Son troisième film, Oasis, représente un cinéma
coréen en grande forme et un pays lucide par rapport à ses
problèmes. Le cinéaste n’a rien du tâcheron officiel, il est
plutôt, comme les frères Dardenne en Belgique, un critique acerbe
de sa société, respecté mais jamais intégré.
L’homme
est tout en contradictions, son corps imposant essayant tant bien
que mal de les contenir toutes. Sa promotion couronne à 49 ans un
parcours modèle : né dans une famille aisée de province, il a pu
faire des études littéraires à Séoul. Il est d’abord un
écrivain réputé, puis rejoint le cinéma avec deux scénarios
pour le réalisateur Park Kwang-su, To The Starry
Island et A Single Spark, des films qui
accompagnent le renouveau du cinéma coréen dans les années 90. En
1997, Green Fish le lance d’emblée comme un
cinéaste majeur, puis le second, Peppermint Candy, fait
sensation en Corée et va à la Quinzaine des Réalisateurs de
Cannes. La consécration vient avec Oasis, Prix de la
mise en scène et d’interprétation féminine au festival de
Venise 2002. Lee Chang-dong n’a donc pas manqué d’occasions de
mettre la cravate.
Mais il était aussi du côté des
étudiants qui manifestent en 1980, lorsque la Corée est une quasi
dictature militaire. Son premier roman, Jeonlli, évoque
les émeutes sanglantes de cette année-là à Kwangju, un "Tien
An Men" local. Son deuxième livre, qui vient d’être traduit
en France sous le titre Nokcheon, affichait clairement
sa couleur polémiste. Il s’appelait plus précisément :
"Nokcheon est couvert d’excréments".Peppermint
Candy, lui, remue littéralement la merde : le film démarre par
un suicide, puis remonte vingt ans en arrière pour raconter le
massacre de Kwangju, la torture dans les commissariats et la crise
économique de 1997. Green Fish est la chronique
désenchantée d’une ascension sociale, de la province jusqu’à
la mafia de la capitale. Avec Oasis, Lee Chang-dong
semble offrir un échappatoire en racontant un amour fou, mais c’est
une idylle impossible concrètement, mirage dans un désert de
sentiments. "Les gens pensent que je suis pessimiste,
admet-il. Mais je crois que je suis optimiste. Si le spectateur peut
avoir une affection pour le destin d’un personnage, c’est là
que commence l’espoir". Il a accepté son rôle de
ministre avec "l’espoir d’un petit changement dans
les sujets qui m’ont fait réfléchir". Mais,
contradiction oblige, il a longuement hésité à endosser le
costume.
Lee Chang-dong réfléchit avant tout sur la
liberté et ses entraves, mène la guerre contre les carcans, dans
la société ou à l’intérieur de soi. "Il est très
difficile de changer les fonctionnaires, c’est mondialement connu,
dit-il sans mettre de gants. Puisque nous sommes au Ministère de la
Culture, les fonctionnaires doivent penser et réagir librement,
comme les artistes. Le plus important est d’être libre".
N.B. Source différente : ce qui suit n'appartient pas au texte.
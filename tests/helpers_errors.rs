use std::io;
use std::path::Path;

use tray::fs_ops::io_error_with_help;
use tray::TrayError;

#[test]
fn notfound_fallback_hint_includes_path() {
    let p = Path::new("/nonexistent/path/for/test");
    let err = io_error_with_help("open", p)(io::Error::from(io::ErrorKind::NotFound));
    let msg = err.to_string();
    assert!(msg.contains("open"));
    assert!(msg.contains(p.to_string_lossy().as_ref()));
    assert!(msg.contains("path not found"));
}

#[test]
fn permission_denied_becomes_typed_error() {
    let p = Path::new("/root/secret");
    let err = io_error_with_help("move file", p)(io::Error::from(io::ErrorKind::PermissionDenied));
    match err.downcast_ref::<TrayError>() {
        Some(TrayError::PermissionDenied { path, context }) => {
            assert_eq!(path, p);
            assert!(context.contains("move file"), "context: {context}");
        }
        other => panic!("expected PermissionDenied, got {other:?}"),
    }
}

#[cfg(unix)]
#[test]
fn raw_eacces_is_typed_and_carries_os_code() {
    let p = Path::new("/tmp");
    let err = io_error_with_help("write", p)(io::Error::from_raw_os_error(libc::EACCES));
    let msg = err.to_string();
    assert!(matches!(err.downcast_ref::<TrayError>(), Some(TrayError::PermissionDenied { .. })));
    assert!(msg.contains("os code") || msg.contains("Permission denied"), "msg: {msg}");
}

#[cfg(unix)]
#[test]
fn enospc_and_erofs_hints_present() {
    let p = Path::new("/tmp");
    let msg = io_error_with_help("write", p)(io::Error::from_raw_os_error(libc::ENOSPC)).to_string();
    assert!(msg.contains("insufficient space"), "msg was: {msg}");
    assert!(msg.contains("os code"), "should include os code in message");

    let msg = io_error_with_help("write", p)(io::Error::from_raw_os_error(libc::EROFS)).to_string();
    assert!(msg.contains("read-only filesystem"), "msg was: {msg}");
}

#[cfg(unix)]
#[test]
fn exdev_hint_mentions_cross_filesystem() {
    let p = Path::new("/tmp");
    let msg = io_error_with_help("rename", p)(io::Error::from_raw_os_error(libc::EXDEV)).to_string();
    assert!(msg.contains("cross-filesystem"), "msg was: {msg}");
}
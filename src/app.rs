//! Application orchestrator.
//! Loads/merges config, initializes logging, installs the signal handler,
//! validates the tray path, and dispatches the requested verb.

use anyhow::{bail, Result};
use std::sync::{Arc, Mutex};
use tracing::{debug, info, warn};

use tray::cli::Args;
use tray::config::{load_config_from_xml, CONFIG_ENV};
use tray::output as out;
use tray::{default_config_path, shutdown, Config, Moved, Tray, TrayError, Verb};

use crate::logging::init_tracing;

/// Run the CLI application.
pub fn run(args: Args) -> Result<()> {
    // Handle --print-config before logging init
    if args.print_config {
        print_config_location();
        return Ok(());
    }

    // Defaults < config file < CLI flags.
    let mut cfg = Config::default();
    let loaded = load_config_from_xml()?;
    if let Some((_, settings)) = &loaded {
        settings.apply_to(&mut cfg);
    }
    args.apply_overrides(&mut cfg);
    if cfg.tray_dir.is_relative() && !cfg.tray_dir.as_os_str().is_empty() {
        cfg.tray_dir = std::env::current_dir()?.join(&cfg.tray_dir);
    }

    let guard_opt = init_tracing(cfg.log_level, cfg.log_file.as_deref(), args.json)?;

    // Guard is dropped on SIGINT to flush file logs
    let guard_slot = Arc::new(Mutex::new(guard_opt));
    {
        let guard_slot = Arc::clone(&guard_slot);
        if let Err(e) = ctrlc::set_handler(move || {
            shutdown::request();
            out::print_warn("Received interrupt; abandoning move...");
            if let Ok(mut g) = guard_slot.lock() {
                let _ = g.take();
            }
        }) {
            warn!(error = %e, "Could not install interrupt handler");
        }
    }

    if let Some((path, _)) = &loaded {
        debug!(config = %path.display(), "Loaded config file");
    }
    debug!("Starting tray: {:?}", args);

    let result = dispatch(&args, &cfg);

    if let Ok(mut g) = guard_slot.lock() {
        let _ = g.take();
    }

    result
}

fn dispatch(args: &Args, cfg: &Config) -> Result<()> {
    let Some(command) = &args.command else {
        bail!("no command given; use `tray pack <FILE>`, `tray return <FILE>` or `tray list`");
    };

    if let Err(e) = cfg.validate() {
        log_failure("validate", &e);
        return Err(e);
    }
    let tray = Tray::from_current_dir(cfg)?;

    match command.as_move() {
        Some((verb, name)) => match tray.run(verb, name) {
            Ok(moved) => {
                report(&moved);
                Ok(())
            }
            Err(e) => {
                log_failure(&verb.to_string(), &e);
                Err(e)
            }
        },
        None => {
            let names = tray.list()?;
            if names.is_empty() {
                info!(tray = %tray.tray_dir().display(), "Tray is empty");
            }
            for name in names {
                out::print_user(&name);
            }
            Ok(())
        }
    }
}

fn report(moved: &Moved) {
    if moved.dry_run {
        out::print_info(&format!(
            "Dry-run: would {} '{}' -> '{}'",
            moved.verb,
            moved.source.display(),
            moved.destination.display()
        ));
        return;
    }
    let done = match moved.verb {
        Verb::Pack => "Packed",
        Verb::Return => "Returned",
    };
    info!(verb = %moved.verb, source = %moved.source.display(), dest = %moved.destination.display(), "Move completed");
    out::print_success(&format!(
        "{} '{}' -> '{}'",
        done,
        moved.source.display(),
        moved.destination.display()
    ));
}

/// Structured record of a failure. The user-facing message is printed once by
/// `main`, so this stays at debug level.
fn log_failure(step: &str, e: &anyhow::Error) {
    let Some(te) = e.downcast_ref::<TrayError>() else {
        debug!(step, error = %e, "Failed");
        return;
    };
    let code = te.code();
    match te {
        TrayError::NotFound(path) => {
            debug!(step, code, path = %path.display(), "Nothing to move at source")
        }
        TrayError::PermissionDenied { path, context } => {
            debug!(step, code, path = %path.display(), %context, "Permission denied")
        }
        TrayError::DestinationIsDirectory(path) | TrayError::NotAFile(path) => {
            debug!(step, code, path = %path.display(), "Refusing to move")
        }
        TrayError::TrayNotDirectory(path) => {
            debug!(step, code, tray = %path.display(), "Tray path unusable")
        }
        _ => debug!(step, code, error = %te, "Failed"),
    }
}

fn print_config_location() {
    if let Ok(cfg_env) = std::env::var(CONFIG_ENV) {
        out::print_info(&format!("Using {CONFIG_ENV} (explicit):\n  {cfg_env}"));
        return;
    }
    match default_config_path() {
        Some(p) => {
            out::print_info(&format!("Default tray config path:\n  {}", p.display()));
            if !p.exists() {
                out::print_info(
                    "No config file exists there; defaults apply. Example:\n\n<config>\n  <tray_dir>/path/to/.tray</tray_dir>\n  <log_level>normal</log_level>\n</config>",
                );
            }
        }
        None => out::print_error("Could not determine a default config path"),
    }
}
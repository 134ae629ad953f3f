//! Config module.
//! Provides configuration types, default paths, XML loading, and validation.

pub mod paths;
pub mod types;
mod validate;
pub mod xml;

pub use paths::{default_config_path, default_tray_dir, CONFIG_ENV};
pub use types::{Config, LogLevel};
pub use xml::{load_config_from_path, load_config_from_xml, FileSettings};
//! Typed error definitions for tray.
//! Provides a small set of well-known failure modes for better logs and tests.

use std::path::PathBuf;
use thiserror::Error;

#[derive(Debug, Error)]
pub enum TrayError {
    #[error("Source path not found: {0}")]
    NotFound(PathBuf),

    #[error("Permission denied on {path}: {context}")]
    PermissionDenied { path: PathBuf, context: String },

    #[error("Source is not a regular file: {0}")]
    NotAFile(PathBuf),

    #[error("Destination is an existing directory: {0}")]
    DestinationIsDirectory(PathBuf),

    #[error("Tray path exists but is not a directory: {0}")]
    TrayNotDirectory(PathBuf),

    #[error("Invalid file name '{0}': nothing left after stripping directories")]
    InvalidName(String),

    #[error("Invalid configuration: {0}")]
    Config(String),

    #[error("Operation interrupted by user")]
    Interrupted,
}

impl TrayError {
    /// Stable short code, used as a structured log field.
    pub fn code(&self) -> &'static str {
        match self {
            TrayError::NotFound(_) => "not_found",
            TrayError::PermissionDenied { .. } => "permission_denied",
            TrayError::NotAFile(_) => "not_a_file",
            TrayError::DestinationIsDirectory(_) => "destination_is_directory",
            TrayError::TrayNotDirectory(_) => "tray_not_directory",
            TrayError::InvalidName(_) => "invalid_name",
            TrayError::Config(_) => "config",
            TrayError::Interrupted => "interrupted",
        }
    }
}
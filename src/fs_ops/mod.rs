//! Filesystem operations: the single-file mover and its building blocks.

mod atomic;
mod copy;
mod file_move;
mod helpers;
mod io_copy;
mod util;

pub use copy::safe_copy_and_rename;
pub use file_move::Mover;
pub use helpers::io_error_with_help;
pub use util::{is_temp_name, TEMP_PREFIX};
En matière de cinéma, il a du d’atteler à défendre un modèle
d’"exception culturelle" inspiré par le système
français. La Corée du Sud s’est en effet dotée de quotas qui
obligent les cinémas à programmer un certain nombre de films
coréens. Lee Chang-dong fut responsable d’un comité de soutien
au système et a maintenu fermement cette conviction une fois au
ministère. Le pays a une fréquentation qui fait pâlir
d’envie.Minority Report avait même été un moment
dépassé par… Oasis ! "Mais si on
regarde de près, il y a beaucoup de choses à améliorer",
constate le cinéaste-ministre. Ainsi la distribution des petits
films ou à la fin de restrictions visant les films japonais, pour
encore plus de diversité. Il a quitté son ministère notamment
parce qu’il ne supportait plus les pressions américaines pour
faire sauter les quotas. Il y a quelques mois, ils ont été réduit
de moitié et toute la communauté cinématographique, lui en tête,
repart en bataille.
Sur sa propre liberté, le ministre Lee
Chang-dong était aussi pessimiste que le cinéaste. Son oasis, il
la trouvait dans sa voiture, avant d’aller affronter les cravatés
: "Je met la musique à fond et je chante, racontait-il
. En dehors de ce moment, je ne me sens pas très libre au
ministère". Il dit avoir eu "l’impression
de rentrer dans un monde complètement inconnu". Les héros
de ses films sont des inadaptés à un univers d’hypocrisie. Celui
d’Oasis est rendu débile par sa famille
conservatrice. "Jong-du est quelqu’un que tout le
monde n’aime pas, explique Lee Chang-dong. Il ne sait pas comment
s’adapter à la société. De temps en temps, elle l’utilise
pour faire des choses que les autres n’aiment pas faire".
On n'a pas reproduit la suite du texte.